Motivation

GoogLeNet takes a $224 \times 224 \times 3$ RGB image and produces a 1000-class softmax probability vector. The defining property is the Inception module — four parallel branches ( $1 \times 1$ convolution, $1 \times 1$ reduce followed by $3 \times 3$ convolution, $1 \times 1$ reduce followed by $5 \times 5$ convolution, and $3 \times 3$ max-pool followed by $1 \times 1$ projection) concatenated on the channel axis, with $1 \times 1$ bottleneck convolutions performing cross-channel dimensionality reduction before the larger spatial convolutions. GoogLeNet stacks 22 weight layers and requires approximately 7M parameters — 12× fewer than AlexNet — while winning ILSVRC-2014 classification at 6.67% top-5 error.

Architecture

Family & shape. CNN. Input $(3, 224, 224)$ . Output $(1000,)$ softmax. The stem is a traditional (non-Inception) stack used for memory efficiency: $7 \times 7$ /2 conv → $3 \times 3$ /2 max-pool → $3 \times 3$ /1 conv → $3 \times 3$ /2 max-pool. Nine Inception modules follow in three groups (3a–3b, 4a–4e, 5a–5b), with stride-2 max-pool separating groups 3→4 and 4→5. Global average pooling precedes the single linear + softmax head (§4, §5, Table 1).

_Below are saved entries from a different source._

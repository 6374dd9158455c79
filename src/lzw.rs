//! Variable-width LZW decoder for GIF and TIFF
//!
//! The string table is an arena of entries linked backwards through
//! `prev` indices: each entry is its parent's string plus one byte.
//! Emitting a code walks the chain from the end and fills the output
//! backwards, so no intermediate buffer is needed.
//!
//! GIF streams are LSB-first and widen the code one entry late; TIFF
//! streams are MSB-first and widen one entry early ("early change").

use crate::bit_reader::{BitOrder, BitReader};
use crate::error::{CodecError, CodecResult};

/// Widest code any stream may use
pub const MAX_CODE_WIDTH: usize = 12;

/// Table capacity at the maximum width
const MAX_ENTRIES: usize = 1 << MAX_CODE_WIDTH;

/// LZW minimum code size used by TIFF
pub const TIFF_MIN_CODE_SIZE: u8 = 8;

/// Largest minimum code size; literals must fit a dictionary byte
pub const MAX_MIN_CODE_SIZE: u8 = 8;

/// Stream parameters
#[derive(Debug, Clone, Copy, PartialEq, Eq)]
pub struct LzwOptions {
    /// Bits per literal symbol; codes start one bit wider
    pub min_code_size: u8,
    pub order: BitOrder,
    /// Widen the code one entry before the table fills (TIFF)
    pub early_change: bool,
}

impl LzwOptions {
    pub fn gif(min_code_size: u8) -> Self {
        LzwOptions {
            min_code_size,
            order: BitOrder::Lsb,
            early_change: false,
        }
    }

    pub fn tiff() -> Self {
        LzwOptions {
            min_code_size: TIFF_MIN_CODE_SIZE,
            order: BitOrder::Msb,
            early_change: true,
        }
    }

    /// Old-style (pre-6.0) TIFF LZW: LSB-first without early change
    pub fn tiff_compat() -> Self {
        LzwOptions {
            min_code_size: TIFF_MIN_CODE_SIZE,
            order: BitOrder::Lsb,
            early_change: false,
        }
    }

    fn validate(&self) -> CodecResult<()> {
        check_min_code_size(self.min_code_size)
    }
}

fn check_min_code_size(min_code_size: u8) -> CodecResult<()> {
    if !(1..=MAX_MIN_CODE_SIZE).contains(&min_code_size) {
        return Err(CodecError::invalid_parameter(format!(
            "LZW minimum code size {} outside 1..={}",
            min_code_size, MAX_MIN_CODE_SIZE
        )));
    }
    Ok(())
}

impl Default for LzwOptions {
    fn default() -> Self {
        LzwOptions::gif(8)
    }
}

#[derive(Debug, Clone, Copy)]
struct LzwEntry {
    prev: Option<u16>,
    /// Length of the string ending at this entry; 0 for the reserved
    /// clear/end slots
    len: u16,
    byte: u8,
}

const RESERVED: LzwEntry = LzwEntry {
    prev: None,
    len: 0,
    byte: 0,
};

/// LZW string table
#[derive(Debug, Clone)]
pub struct LzwDictionary {
    entries: Vec<LzwEntry>,
    clear_code: u16,
}

impl LzwDictionary {
    pub fn new(min_code_size: u8) -> CodecResult<Self> {
        check_min_code_size(min_code_size)?;
        let mut dict = LzwDictionary {
            entries: Vec::with_capacity(MAX_ENTRIES),
            clear_code: 1 << min_code_size,
        };
        dict.reset();
        Ok(dict)
    }

    /// Back to the single-byte entries plus the clear and end slots
    pub fn reset(&mut self) {
        self.entries.clear();
        self.entries.extend((0..self.clear_code).map(|value| LzwEntry {
            prev: None,
            len: 1,
            byte: value as u8,
        }));
        self.entries.push(RESERVED);
        self.entries.push(RESERVED);
    }

    #[inline]
    pub fn clear_code(&self) -> u16 {
        self.clear_code
    }

    #[inline]
    pub fn end_code(&self) -> u16 {
        self.clear_code + 1
    }

    /// Index the next added entry will get
    #[inline]
    pub fn next_code(&self) -> u16 {
        self.entries.len() as u16
    }

    /// Populated entries, not counting the clear and end slots
    #[inline]
    pub fn len(&self) -> usize {
        self.entries.len() - 2
    }

    #[inline]
    pub fn is_empty(&self) -> bool {
        self.len() == 0
    }

    #[inline]
    pub fn is_full(&self) -> bool {
        self.entries.len() >= MAX_ENTRIES
    }

    #[inline]
    fn corrupt(&self, code: u16) -> CodecError {
        CodecError::CorruptDictionary {
            code,
            next_free: self.next_code(),
        }
    }

    /// Entry for `code`, which must already be populated
    fn entry(&self, code: u16) -> CodecResult<LzwEntry> {
        match self.entries.get(code as usize) {
            Some(entry) if entry.len > 0 => Ok(*entry),
            _ => Err(self.corrupt(code)),
        }
    }

    /// First byte of the string for `code`
    pub fn first_byte(&self, code: u16) -> CodecResult<u8> {
        let mut current = code;
        let mut entry = self.entry(current)?;
        while let Some(prev) = entry.prev {
            if prev >= current {
                return Err(self.corrupt(current));
            }
            current = prev;
            entry = self.entry(current)?;
        }
        Ok(entry.byte)
    }

    /// Append `prev`'s string plus `byte`; returns the new code
    pub fn push(&mut self, prev: u16, byte: u8) -> CodecResult<u16> {
        if self.is_full() {
            return Err(self.corrupt(prev));
        }
        let parent = self.entry(prev)?;
        let code = self.next_code();
        self.entries.push(LzwEntry {
            prev: Some(prev),
            len: parent.len + 1,
            byte,
        });
        Ok(code)
    }

    /// Write the string for `code` to `out[pos..]`; returns its length
    pub fn emit(&self, code: u16, out: &mut [u8], pos: usize) -> CodecResult<usize> {
        let len = self.entry(code)?.len as usize;
        if len > out.len().saturating_sub(pos) {
            return Err(CodecError::overflow(pos + len, out.len()));
        }

        let mut current = code;
        for i in (pos..pos + len).rev() {
            let entry = self.entry(current)?;
            out[i] = entry.byte;
            if i > pos {
                match entry.prev {
                    Some(prev) if prev < current => current = prev,
                    _ => return Err(self.corrupt(current)),
                }
            }
        }
        Ok(len)
    }
}

/// LZW decoder session
#[derive(Debug, Clone)]
pub struct LzwDecoder {
    options: LzwOptions,
    dict: LzwDictionary,
    width: usize,
}

impl LzwDecoder {
    pub fn new(options: LzwOptions) -> CodecResult<Self> {
        options.validate()?;
        Ok(LzwDecoder {
            options,
            dict: LzwDictionary::new(options.min_code_size)?,
            width: options.min_code_size as usize + 1,
        })
    }

    pub fn options(&self) -> &LzwOptions {
        &self.options
    }

    /// Current code width in bits
    pub fn code_width(&self) -> usize {
        self.width
    }

    pub fn dictionary(&self) -> &LzwDictionary {
        &self.dict
    }

    fn reset(&mut self) {
        self.dict.reset();
        self.width = self.options.min_code_size as usize + 1;
    }

    /// Widen the code once the table reaches the current width's capacity
    fn grow_width(&mut self) {
        let capacity = (1usize << self.width) - self.options.early_change as usize;
        if self.dict.next_code() as usize >= capacity && self.width < MAX_CODE_WIDTH {
            self.width += 1;
        }
    }

    /// Decode `data` into `out`, returning the number of bytes written.
    ///
    /// Decoding stops at the end code or when the input runs out of whole
    /// codes; a stream without an end code is not an error.
    pub fn decode(&mut self, data: &[u8], out: &mut [u8]) -> CodecResult<usize> {
        self.reset();
        let clear_code = self.dict.clear_code();
        let end_code = self.dict.end_code();

        let mut reader = BitReader::with_order(data, self.options.order);
        let mut pos = 0usize;
        let mut previous: Option<u16> = None;

        loop {
            if !reader.peek_available(self.width) {
                log::debug!(
                    "lzw: input exhausted at bit {} without end code",
                    reader.bit_position()
                );
                break;
            }
            let code = reader.read_bits(self.width)? as u16;

            if code == clear_code {
                self.reset();
                previous = None;
                continue;
            }
            if code == end_code {
                break;
            }

            let next = self.dict.next_code();
            if code > next || (code == next && previous.is_none()) {
                return Err(CodecError::CorruptDictionary {
                    code,
                    next_free: next,
                });
            }

            if let Some(prev) = previous {
                if !self.dict.is_full() {
                    // code == next is the string-plus-own-first-byte case
                    let byte = if code == next {
                        self.dict.first_byte(prev)?
                    } else {
                        self.dict.first_byte(code)?
                    };
                    self.dict.push(prev, byte)?;
                    self.grow_width();
                }
            }

            pos += self.dict.emit(code, out, pos)?;
            previous = Some(code);
        }

        Ok(pos)
    }
}

/// Decode GIF image data: the LZW minimum code size byte followed by the
/// concatenated sub-block payload (length prefixes already removed)
pub fn decode_gif(data: &[u8], out: &mut [u8]) -> CodecResult<usize> {
    let (&min_code_size, payload) = data.split_first().ok_or(CodecError::StreamTruncated {
        position: 0,
        needed: 8,
        available: 0,
    })?;
    LzwDecoder::new(LzwOptions::gif(min_code_size))?.decode(payload, out)
}

/// Decode one TIFF LZW strip.
///
/// Streams written by current encoders are MSB-first with early change;
/// old-style streams are LSB-first. The variant is detected from the
/// leading clear code.
pub fn decode_tiff(data: &[u8], out: &mut [u8]) -> CodecResult<usize> {
    let options = if is_msb_tiff(data) {
        LzwOptions::tiff()
    } else {
        log::debug!("lzw: old-style LSB TIFF strip");
        LzwOptions::tiff_compat()
    };
    LzwDecoder::new(options)?.decode(data, out)
}

fn is_msb_tiff(data: &[u8]) -> bool {
    let width = TIFF_MIN_CODE_SIZE as usize + 1;
    let clear_code = 1u32 << TIFF_MIN_CODE_SIZE;
    match BitReader::new(data).read_bits(width) {
        Ok(first) => first == clear_code,
        // too short to tell; assume the common variant
        Err(_) => true,
    }
}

Blocks. The Inception module's dimension-reduction variant (Figure 2(b)) runs four parallel branches on the same input: (1) direct $1 \times 1$ convolution; (2) $1 \times 1$ bottleneck → $3 \times 3$ convolution; (3) $1 \times 1$ bottleneck → $5 \times 5$ convolution; (4) $3 \times 3$ max-pool → $1 \times 1$ projection. All branches are concatenated on the channel axis. The $1 \times 1$ bottleneck idea originates from Lin et al. Network-in-Network (2013) and serves dual purpose: cross-channel dimensionality compression and an additional ReLU non-linearity (§2, §4).

Two auxiliary classifiers are branched off at Inception (4a) and (4d) during training only. Each auxiliary classifier applies a $5 \times 5$ average-pool stride 3, then a $1 \times 1$ /128 convolution, then FC-1024 with ReLU, then dropout 70%, then FC-1000 softmax. Auxiliary losses are weighted 0.3 at training and discarded at inference (§5).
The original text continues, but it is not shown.